Which of the lines in the data below contain the string "tracing"? Copy each of them.
--- INPUT FOR THIS TASK Enclosed Below ---
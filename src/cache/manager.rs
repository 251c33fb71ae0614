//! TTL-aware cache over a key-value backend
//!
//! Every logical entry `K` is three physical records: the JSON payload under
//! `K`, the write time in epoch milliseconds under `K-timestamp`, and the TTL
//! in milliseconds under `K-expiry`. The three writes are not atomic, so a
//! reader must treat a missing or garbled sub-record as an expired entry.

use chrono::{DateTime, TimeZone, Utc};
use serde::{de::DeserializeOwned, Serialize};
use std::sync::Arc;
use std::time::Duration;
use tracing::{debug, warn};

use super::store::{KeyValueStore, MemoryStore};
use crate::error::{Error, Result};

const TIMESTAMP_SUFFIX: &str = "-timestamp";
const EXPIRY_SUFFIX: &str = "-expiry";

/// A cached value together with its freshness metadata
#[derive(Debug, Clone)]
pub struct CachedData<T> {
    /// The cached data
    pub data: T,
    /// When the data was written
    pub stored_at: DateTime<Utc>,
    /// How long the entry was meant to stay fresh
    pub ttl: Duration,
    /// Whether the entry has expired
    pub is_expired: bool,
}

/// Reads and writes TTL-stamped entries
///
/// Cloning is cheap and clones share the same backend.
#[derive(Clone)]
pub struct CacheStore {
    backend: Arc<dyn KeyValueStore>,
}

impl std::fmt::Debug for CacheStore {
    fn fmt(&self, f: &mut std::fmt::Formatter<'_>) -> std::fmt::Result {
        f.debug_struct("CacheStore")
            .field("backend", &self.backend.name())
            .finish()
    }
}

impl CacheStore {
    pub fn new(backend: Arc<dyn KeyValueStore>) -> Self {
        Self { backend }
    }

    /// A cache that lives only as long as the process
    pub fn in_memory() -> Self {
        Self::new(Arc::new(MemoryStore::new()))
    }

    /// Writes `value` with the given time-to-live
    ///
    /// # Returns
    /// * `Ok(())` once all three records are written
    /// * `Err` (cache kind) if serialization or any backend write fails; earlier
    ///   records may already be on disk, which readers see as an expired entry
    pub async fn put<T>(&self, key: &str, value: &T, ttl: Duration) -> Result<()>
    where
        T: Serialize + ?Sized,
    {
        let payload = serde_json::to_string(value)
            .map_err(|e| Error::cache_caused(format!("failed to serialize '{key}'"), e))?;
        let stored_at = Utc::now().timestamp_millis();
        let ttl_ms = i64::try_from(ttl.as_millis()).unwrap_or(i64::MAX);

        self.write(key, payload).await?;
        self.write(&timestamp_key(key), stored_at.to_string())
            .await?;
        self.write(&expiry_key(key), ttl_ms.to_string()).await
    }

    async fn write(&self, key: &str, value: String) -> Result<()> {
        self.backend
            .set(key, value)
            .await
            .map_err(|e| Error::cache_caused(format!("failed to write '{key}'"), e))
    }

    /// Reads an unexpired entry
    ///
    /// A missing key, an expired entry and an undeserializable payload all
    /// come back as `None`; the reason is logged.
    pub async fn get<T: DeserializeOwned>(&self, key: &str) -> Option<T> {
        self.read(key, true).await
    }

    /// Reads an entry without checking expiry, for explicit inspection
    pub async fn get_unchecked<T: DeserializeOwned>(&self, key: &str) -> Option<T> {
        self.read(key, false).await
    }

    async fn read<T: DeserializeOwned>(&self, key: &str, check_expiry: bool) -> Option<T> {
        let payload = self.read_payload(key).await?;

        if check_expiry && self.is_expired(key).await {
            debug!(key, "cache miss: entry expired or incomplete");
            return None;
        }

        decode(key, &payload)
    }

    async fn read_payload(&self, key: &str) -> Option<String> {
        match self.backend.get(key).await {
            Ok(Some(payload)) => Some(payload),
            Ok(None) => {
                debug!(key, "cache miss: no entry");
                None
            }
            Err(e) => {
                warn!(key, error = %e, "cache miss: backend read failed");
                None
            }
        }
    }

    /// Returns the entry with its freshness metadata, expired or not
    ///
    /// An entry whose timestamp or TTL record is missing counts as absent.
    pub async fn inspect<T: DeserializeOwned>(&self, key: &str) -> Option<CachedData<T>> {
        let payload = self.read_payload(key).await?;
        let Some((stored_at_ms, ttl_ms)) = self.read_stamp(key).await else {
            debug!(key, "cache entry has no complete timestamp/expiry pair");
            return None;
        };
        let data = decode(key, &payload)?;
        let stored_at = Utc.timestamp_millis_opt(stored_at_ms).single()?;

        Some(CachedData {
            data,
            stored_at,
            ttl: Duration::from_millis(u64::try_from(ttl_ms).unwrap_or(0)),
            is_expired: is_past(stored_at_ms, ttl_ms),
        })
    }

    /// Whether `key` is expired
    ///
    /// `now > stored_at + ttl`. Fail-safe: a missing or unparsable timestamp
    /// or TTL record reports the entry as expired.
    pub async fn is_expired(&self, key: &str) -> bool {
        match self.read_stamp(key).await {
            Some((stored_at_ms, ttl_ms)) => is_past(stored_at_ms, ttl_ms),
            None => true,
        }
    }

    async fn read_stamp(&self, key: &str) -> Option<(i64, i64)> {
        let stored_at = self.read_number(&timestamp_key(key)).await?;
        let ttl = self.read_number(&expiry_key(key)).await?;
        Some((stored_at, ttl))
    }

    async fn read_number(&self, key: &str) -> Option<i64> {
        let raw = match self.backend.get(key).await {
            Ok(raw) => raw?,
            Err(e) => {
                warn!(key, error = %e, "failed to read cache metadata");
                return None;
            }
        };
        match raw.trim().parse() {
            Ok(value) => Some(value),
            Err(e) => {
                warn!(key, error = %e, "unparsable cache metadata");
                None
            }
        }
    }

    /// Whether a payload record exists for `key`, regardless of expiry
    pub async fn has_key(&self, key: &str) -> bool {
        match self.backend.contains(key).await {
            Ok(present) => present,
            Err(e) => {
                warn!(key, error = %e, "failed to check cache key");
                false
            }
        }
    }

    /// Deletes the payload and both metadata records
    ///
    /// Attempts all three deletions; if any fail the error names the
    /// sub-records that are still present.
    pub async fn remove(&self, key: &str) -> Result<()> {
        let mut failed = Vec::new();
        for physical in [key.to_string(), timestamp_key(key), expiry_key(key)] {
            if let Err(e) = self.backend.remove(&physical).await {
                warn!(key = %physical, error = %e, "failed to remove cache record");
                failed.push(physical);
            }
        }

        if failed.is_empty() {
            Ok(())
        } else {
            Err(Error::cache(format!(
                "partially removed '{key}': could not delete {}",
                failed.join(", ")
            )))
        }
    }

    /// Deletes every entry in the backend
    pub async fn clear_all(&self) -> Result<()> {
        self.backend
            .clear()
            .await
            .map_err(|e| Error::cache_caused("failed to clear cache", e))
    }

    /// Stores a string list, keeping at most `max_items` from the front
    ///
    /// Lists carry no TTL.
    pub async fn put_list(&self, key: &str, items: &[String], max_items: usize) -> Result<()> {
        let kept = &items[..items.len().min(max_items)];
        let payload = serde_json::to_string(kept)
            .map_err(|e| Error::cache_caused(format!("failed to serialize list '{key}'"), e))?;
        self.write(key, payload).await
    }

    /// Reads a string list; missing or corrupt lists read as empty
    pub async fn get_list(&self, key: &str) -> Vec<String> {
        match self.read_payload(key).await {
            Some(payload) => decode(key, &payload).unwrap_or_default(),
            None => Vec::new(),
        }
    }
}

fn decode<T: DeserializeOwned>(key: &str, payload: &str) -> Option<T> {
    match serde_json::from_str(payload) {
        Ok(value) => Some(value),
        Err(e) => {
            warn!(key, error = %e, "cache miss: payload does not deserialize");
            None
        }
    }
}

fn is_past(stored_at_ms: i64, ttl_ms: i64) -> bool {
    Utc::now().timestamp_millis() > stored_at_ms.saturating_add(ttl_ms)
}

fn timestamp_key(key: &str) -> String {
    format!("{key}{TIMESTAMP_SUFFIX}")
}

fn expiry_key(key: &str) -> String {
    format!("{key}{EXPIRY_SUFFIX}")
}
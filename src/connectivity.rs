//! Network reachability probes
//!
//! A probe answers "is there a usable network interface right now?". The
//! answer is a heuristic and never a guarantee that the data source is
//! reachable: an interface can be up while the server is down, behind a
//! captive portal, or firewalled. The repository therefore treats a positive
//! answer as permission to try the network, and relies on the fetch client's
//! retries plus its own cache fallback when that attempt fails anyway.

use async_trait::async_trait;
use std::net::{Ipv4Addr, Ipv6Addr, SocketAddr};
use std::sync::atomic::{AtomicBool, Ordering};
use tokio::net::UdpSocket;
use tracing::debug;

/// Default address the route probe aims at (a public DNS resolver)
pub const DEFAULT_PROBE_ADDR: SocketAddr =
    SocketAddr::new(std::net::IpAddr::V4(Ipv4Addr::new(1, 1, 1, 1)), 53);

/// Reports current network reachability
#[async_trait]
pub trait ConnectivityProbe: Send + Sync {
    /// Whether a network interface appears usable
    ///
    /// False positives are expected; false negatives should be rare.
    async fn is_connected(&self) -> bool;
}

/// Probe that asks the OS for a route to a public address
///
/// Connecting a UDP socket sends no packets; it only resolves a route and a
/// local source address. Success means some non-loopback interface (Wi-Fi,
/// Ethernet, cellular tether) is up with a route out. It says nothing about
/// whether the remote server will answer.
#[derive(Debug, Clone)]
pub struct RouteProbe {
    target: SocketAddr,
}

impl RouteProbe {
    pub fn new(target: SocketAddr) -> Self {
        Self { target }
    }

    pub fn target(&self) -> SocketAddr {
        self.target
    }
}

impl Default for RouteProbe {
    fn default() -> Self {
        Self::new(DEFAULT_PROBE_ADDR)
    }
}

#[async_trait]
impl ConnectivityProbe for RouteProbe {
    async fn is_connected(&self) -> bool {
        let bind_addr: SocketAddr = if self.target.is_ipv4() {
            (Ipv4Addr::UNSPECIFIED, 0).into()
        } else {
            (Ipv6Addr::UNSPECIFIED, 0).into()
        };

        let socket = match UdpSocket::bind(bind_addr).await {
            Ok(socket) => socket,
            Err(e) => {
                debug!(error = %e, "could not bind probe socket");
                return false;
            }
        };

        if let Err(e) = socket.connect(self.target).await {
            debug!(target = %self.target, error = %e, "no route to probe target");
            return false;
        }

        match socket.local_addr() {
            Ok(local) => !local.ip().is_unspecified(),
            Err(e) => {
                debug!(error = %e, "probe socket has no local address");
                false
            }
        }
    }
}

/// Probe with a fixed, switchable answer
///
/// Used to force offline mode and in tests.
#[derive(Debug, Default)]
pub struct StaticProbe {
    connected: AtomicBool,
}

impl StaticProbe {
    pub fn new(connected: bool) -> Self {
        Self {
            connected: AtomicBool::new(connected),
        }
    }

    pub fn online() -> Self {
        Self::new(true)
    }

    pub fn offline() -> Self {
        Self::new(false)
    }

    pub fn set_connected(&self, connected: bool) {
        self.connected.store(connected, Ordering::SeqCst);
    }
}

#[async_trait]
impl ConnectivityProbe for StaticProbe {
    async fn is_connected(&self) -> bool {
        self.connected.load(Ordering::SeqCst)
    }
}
--- End of Enclosed INPUT FOR THIS TASK ---
[ANSWER BOX]
use tracing::{debug, warn};
use tracing::debug;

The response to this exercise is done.